# Exercise prompt:
Count lines, not occurrences: report how many lines in the records hold the string "between", and nothing else.

________________

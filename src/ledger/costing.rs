//! Weighted-average inventory costing

use bigdecimal::BigDecimal;
use serde::{Deserialize, Serialize};
use std::collections::{BTreeSet, HashMap};

use crate::config::LedgerConfig;
use crate::traits::*;
use crate::types::*;
use crate::utils::validation::{validate_non_negative_amount, validate_positive_amount};

/// How a product is counted in stock
#[derive(Debug, Clone, Default, PartialEq, Eq, Serialize, Deserialize)]
pub enum StockUnit {
    /// Plain piece count
    #[default]
    Each,
    /// Sheet goods tracked by area; one piece is `length * width`
    Area { length: BigDecimal, width: BigDecimal },
}

impl StockUnit {
    /// Stock quantity for a number of pieces
    pub fn quantity_for(&self, pieces: &BigDecimal) -> BigDecimal {
        match self {
            StockUnit::Each => pieces.clone(),
            StockUnit::Area { length, width } => pieces * &(length * width),
        }
    }

    /// Cost per stock unit for a per-piece cost
    pub fn unit_cost_for(&self, piece_cost: &BigDecimal) -> LedgerResult<BigDecimal> {
        match self {
            StockUnit::Each => Ok(piece_cost.clone()),
            StockUnit::Area { length, width } => {
                let area = length * width;
                if area <= BigDecimal::from(0) {
                    return Err(LedgerError::Validation(format!(
                        "Piece area must be positive, got {length} x {width}"
                    )));
                }
                Ok(piece_cost.clone() / area)
            }
        }
    }
}

/// Working set of stock positions for one business event.
///
/// Positions are loaded up front, mutated by the [`CostingEngine`] and then
/// handed to storage in the same commit as the journal entry. `None` marks a
/// position that does not exist.
///
/// The book remembers what it read, so storage can refuse the commit when
/// another writer moved a position in between.
#[derive(Debug, Clone, Default)]
pub struct StockBook {
    positions: HashMap<StockKey, Option<StockPosition>>,
    loaded: HashMap<StockKey, Option<StockPosition>>,
    touched: BTreeSet<StockKey>,
}

impl StockBook {
    pub fn new() -> Self {
        Self::default()
    }

    /// Load the current positions for the given keys
    pub async fn load<S: LedgerStorage>(
        storage: &S,
        keys: impl IntoIterator<Item = StockKey>,
    ) -> LedgerResult<Self> {
        let mut book = Self::new();
        for key in keys {
            if book.positions.contains_key(&key) {
                continue;
            }
            let position = storage.get_stock_position(&key).await?;
            book.loaded.insert(key.clone(), position.clone());
            book.positions.insert(key, position);
        }
        Ok(book)
    }

    /// Seed a position without marking it as changed
    pub fn insert(&mut self, position: StockPosition) {
        self.positions.insert(position.key.clone(), Some(position));
    }

    pub fn position(&self, key: &StockKey) -> Option<&StockPosition> {
        self.positions.get(key).and_then(Option::as_ref)
    }

    /// Current position, or an empty one if nothing is stocked
    pub fn position_or_empty(&self, key: &StockKey) -> StockPosition {
        self.position(key)
            .cloned()
            .unwrap_or_else(|| StockPosition::empty(key.clone()))
    }

    fn set(&mut self, key: StockKey, position: Option<StockPosition>) {
        self.touched.insert(key.clone());
        self.positions.insert(key, position);
    }

    pub fn is_touched(&self) -> bool {
        !self.touched.is_empty()
    }

    /// Changed positions to upsert, and keys whose position must be removed
    pub fn changes(&self) -> (Vec<StockPosition>, Vec<StockKey>) {
        let mut upserts = Vec::new();
        let mut removals = Vec::new();
        for key in &self.touched {
            match self.positions.get(key).and_then(Option::as_ref) {
                Some(position) => upserts.push(position.clone()),
                None => removals.push(key.clone()),
            }
        }
        (upserts, removals)
    }

    /// Positions the touched keys had when they were loaded
    pub fn expectations(&self) -> Vec<(StockKey, Option<StockPosition>)> {
        self.touched
            .iter()
            .filter_map(|key| self.loaded.get(key).map(|read| (key.clone(), read.clone())))
            .collect()
    }

    /// Add the stock changes and their read expectations to a changeset
    pub fn apply_to(&self, changes: &mut Changeset) {
        let (upserts, removals) = self.changes();
        changes.stock_positions.extend(upserts);
        changes.removed_stock_positions.extend(removals);
        changes.expected_stock.extend(self.expectations());
    }
}

/// Weighted-average costing over a [`StockBook`]
#[derive(Debug, Clone)]
pub struct CostingEngine {
    pub allow_negative_stock: bool,
    /// Decimal places kept on the average unit cost
    pub cost_scale: i64,
}

impl Default for CostingEngine {
    fn default() -> Self {
        Self::from_config(&LedgerConfig::default())
    }
}

impl CostingEngine {
    pub fn new(allow_negative_stock: bool, cost_scale: i64) -> Self {
        Self {
            allow_negative_stock,
            cost_scale,
        }
    }

    pub fn from_config(config: &LedgerConfig) -> Self {
        Self::new(config.allow_negative_stock, config.cost_scale)
    }

    /// Receive stock at a unit cost and fold it into the average.
    ///
    /// When nothing (or a negative quantity) is on hand the receipt cost
    /// becomes the new average.
    pub fn receive(
        &self,
        book: &mut StockBook,
        key: &StockKey,
        quantity: &BigDecimal,
        unit_cost: &BigDecimal,
    ) -> LedgerResult<StockMovement> {
        validate_positive_amount(quantity, "Receipt quantity")?;
        validate_non_negative_amount(unit_cost, "Unit cost")?;

        let before = book.position(key).cloned();
        let current = book.position_or_empty(key);
        let new_quantity = &current.quantity + quantity;

        let average = if current.quantity <= BigDecimal::from(0) {
            unit_cost.round(self.cost_scale)
        } else {
            ((current.value() + quantity * unit_cost) / new_quantity.clone()).round(self.cost_scale)
        };

        let after = StockPosition {
            key: key.clone(),
            quantity: new_quantity,
            weighted_average_cost: average,
        };
        tracing::debug!(
            key = %key,
            quantity = %quantity,
            unit_cost = %unit_cost,
            average = %after.weighted_average_cost,
            "stock received"
        );
        book.set(key.clone(), Some(after.clone()));

        Ok(StockMovement {
            key: key.clone(),
            kind: MovementKind::Receipt,
            quantity: quantity.clone(),
            unit_cost: unit_cost.clone(),
            valuation: quantity * unit_cost,
            before,
            after,
        })
    }

    /// Issue stock at the current average. The average does not change.
    pub fn issue(
        &self,
        book: &mut StockBook,
        key: &StockKey,
        quantity: &BigDecimal,
    ) -> LedgerResult<StockMovement> {
        validate_positive_amount(quantity, "Issue quantity")?;

        let before = book.position(key).cloned();
        let current = book.position_or_empty(key);

        if !self.allow_negative_stock && &current.quantity < quantity {
            return Err(LedgerError::InsufficientStock {
                key: key.clone(),
                requested: quantity.clone(),
                available: current.quantity,
            });
        }

        let unit_cost = current.weighted_average_cost.clone();
        let after = StockPosition {
            key: key.clone(),
            quantity: &current.quantity - quantity,
            weighted_average_cost: unit_cost.clone(),
        };
        if after.quantity < BigDecimal::from(0) {
            tracing::warn!(key = %key, quantity = %after.quantity, "stock position went negative");
        }
        tracing::debug!(key = %key, quantity = %quantity, unit_cost = %unit_cost, "stock issued");
        book.set(key.clone(), Some(after.clone()));

        Ok(StockMovement {
            key: key.clone(),
            kind: MovementKind::Issue,
            quantity: quantity.clone(),
            valuation: quantity * &unit_cost,
            unit_cost,
            before,
            after,
        })
    }

    /// Move stock between warehouses at the source average cost.
    /// Returns the issue and the receipt, in that order.
    pub fn transfer(
        &self,
        book: &mut StockBook,
        product_id: &str,
        from_warehouse: &str,
        to_warehouse: &str,
        quantity: &BigDecimal,
    ) -> LedgerResult<(StockMovement, StockMovement)> {
        if from_warehouse == to_warehouse {
            return Err(LedgerError::Validation(format!(
                "Transfer of '{product_id}' has the same source and destination '{from_warehouse}'"
            )));
        }

        let issued = self.issue(book, &StockKey::new(product_id, from_warehouse), quantity)?;
        let received = self.receive(
            book,
            &StockKey::new(product_id, to_warehouse),
            quantity,
            &issued.unit_cost,
        )?;
        Ok((issued, received))
    }

    /// Undo one movement. If the position is exactly as the movement left
    /// it, the prior position is restored as it was; otherwise the movement
    /// is inverted arithmetically.
    pub fn reverse(&self, book: &mut StockBook, movement: &StockMovement) {
        let current = book.position(&movement.key).cloned();
        if current.as_ref() == Some(&movement.after) {
            book.set(movement.key.clone(), movement.before.clone());
            return;
        }

        tracing::warn!(
            key = %movement.key,
            kind = ?movement.kind,
            "stock position changed since the movement, applying the inverse"
        );
        let zero = BigDecimal::from(0);
        let current = current.unwrap_or_else(|| StockPosition::empty(movement.key.clone()));
        let restored = match movement.kind {
            MovementKind::Receipt => {
                let quantity = &current.quantity - &movement.quantity;
                let average = if quantity > zero {
                    let value = current.value() - &movement.valuation;
                    let average = (value / quantity.clone()).round(self.cost_scale);
                    if average < zero {
                        zero.clone()
                    } else {
                        average
                    }
                } else {
                    current.weighted_average_cost.clone()
                };
                StockPosition {
                    key: movement.key.clone(),
                    quantity,
                    weighted_average_cost: average,
                }
            }
            MovementKind::Issue => {
                let quantity = &current.quantity + &movement.quantity;
                let average = if current.quantity <= zero {
                    movement.unit_cost.clone()
                } else {
                    ((current.value() + movement.valuation.clone()) / quantity.clone())
                        .round(self.cost_scale)
                };
                StockPosition {
                    key: movement.key.clone(),
                    quantity,
                    weighted_average_cost: average,
                }
            }
        };
        book.set(movement.key.clone(), Some(restored));
    }

    /// Undo a sequence of movements, last first
    pub fn reverse_all(&self, book: &mut StockBook, movements: &[StockMovement]) {
        for movement in movements.iter().rev() {
            self.reverse(book, movement);
        }
    }
}

/// Value of all stock on hand at average cost
pub fn stock_value(positions: &[StockPosition]) -> BigDecimal {
    positions.iter().map(StockPosition::value).sum()
}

________________

# Solution:
2